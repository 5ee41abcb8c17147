//! Logging setup for SalesDesk binaries.
//!
//! This crate provides:
//! - `init_tracing` - Installs a `tracing-subscriber` registry (human or JSON output)
//! - `command_span` - Per-command span carrying a `RequestId`

mod logging;
mod span;

pub use logging::*;
pub use span::*;

// Re-export from salesdesk-core for convenience
pub use salesdesk_core::{LogConfig, LogFormat, RequestId};
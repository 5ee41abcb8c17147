//! Cache error types.

use thiserror::Error;

/// Result type for cache store operations.
pub type CacheResult<T> = Result<T, CacheError>;

/// Errors raised by a cache store.
///
/// The request cache never hands these to its caller: a failed read counts
/// as a miss and a failed write is logged and dropped.
#[derive(Error, Debug)]
pub enum CacheError {
    /// The store could not be opened.
    #[error("failed to open cache store: {0}")]
    Open(String),

    /// Filesystem operation failed.
    #[error("cache I/O error at {path}: {source}")]
    Io {
        path: String,
        #[source]
        source: std::io::Error,
    },

    /// Failed to serialize an entry.
    #[error("serialization error: {0}")]
    Serialization(#[from] serde_json::Error),

    /// A stored entry could not be read back.
    #[error("corrupt cache entry {key}: {reason}")]
    Corrupt { key: String, reason: String },
}

impl CacheError {
    pub(crate) fn io(path: &std::path::Path, source: std::io::Error) -> Self {
        CacheError::Io {
            path: path.display().to_string(),
            source,
        }
    }
}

Problem statement - Take every line from the listing above that includes the word "crate" and copy it.

Response to the task -
//! This crate provides:
    pub(crate) fn io(path: &std::path::Path, source: std::io::Error) -> Self {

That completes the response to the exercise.